Die Deutsche Bahn rutscht nach zwölf profitablen Jahren wieder tief in die roten Zahlen. Kosten für den Konzernumbau, Probleme der Gütersparte, Streiks und Unwetterschäden drücken den Konzern in diesem Jahr mit gut einer Milliarde Euro ins Minus, wie am gestrigen Mittwoch aus Aufsichtsratskreisen verlautete. Medien berichteten von knapp 1,3 Milliarden Euro Verlust.

Indes nimmt der tiefgreifendste Umbau des Konzerns seit mehr als zwei Jahrzehnten Formen an. "Der Vorstand wird dem Aufsichtsrat am 16. Dezember ein mehrjähriges Programm für mehr Qualität, mehr Kunden und mehr Erfolg vorlegen", sagte ein Sprecher am Mittwoch. Er nannte jedoch keine Details und äußerte sich auch nicht zu den erwarteten Geschäftszahlen.

Schon im Juli hatte der Konzern seine Jahresprognose nach unten korrigiert, damals aber unterm Strich noch wie im Vorjahr einen Gewinn von einer Milliarde Euro in Aussicht gestellt. Laut Aufsichtsratskreisen droht nun trotz eines Rekordumsatzes von etwa 40,6 Milliarden Euro ein Verlust.
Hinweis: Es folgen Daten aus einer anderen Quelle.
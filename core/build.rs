fn main() -> Result<(), Box<dyn std::error::Error>> {
    // Central proto repo is at ../proto/ relative to core/
    let proto_root = "../proto";
    let events_proto = format!("{proto_root}/virta/v1/events.proto");

    println!("cargo:rerun-if-changed={events_proto}");

    // Skip proto compilation if the source or protoc is unavailable
    // (builds then use the pre-generated file committed under src/proto/)
    if !std::path::Path::new(&events_proto).exists() {
        println!("cargo:warning=Proto source not found, using pre-generated file");
        return Ok(());
    }
    if !protoc_available() {
        println!("cargo:warning=protoc not found, using pre-generated file");
        return Ok(());
    }

    tonic_build::configure()
        .build_server(true)
        .build_client(true)
        .out_dir("src/proto")
        .compile_protos(&[&events_proto], &[proto_root])?;

    Ok(())
}

fn protoc_available() -> bool {
    if std::env::var_os("PROTOC").is_some() {
        return true;
    }
    std::process::Command::new("protoc")
        .arg("--version")
        .output()
        .is_ok()
}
Vom voraussichtlichen Vorsteuergewinn von 1,75 Milliarden Euro gehen demnach 700 Millionen Euro für Konzernumbaukosten ab, weitere 1,3 Milliarden Euro für Abschreibungen im Güterverkehr. 850 Millionen Euro überweist die Bahn als Dividende an ihren Eigentümer, den Bund.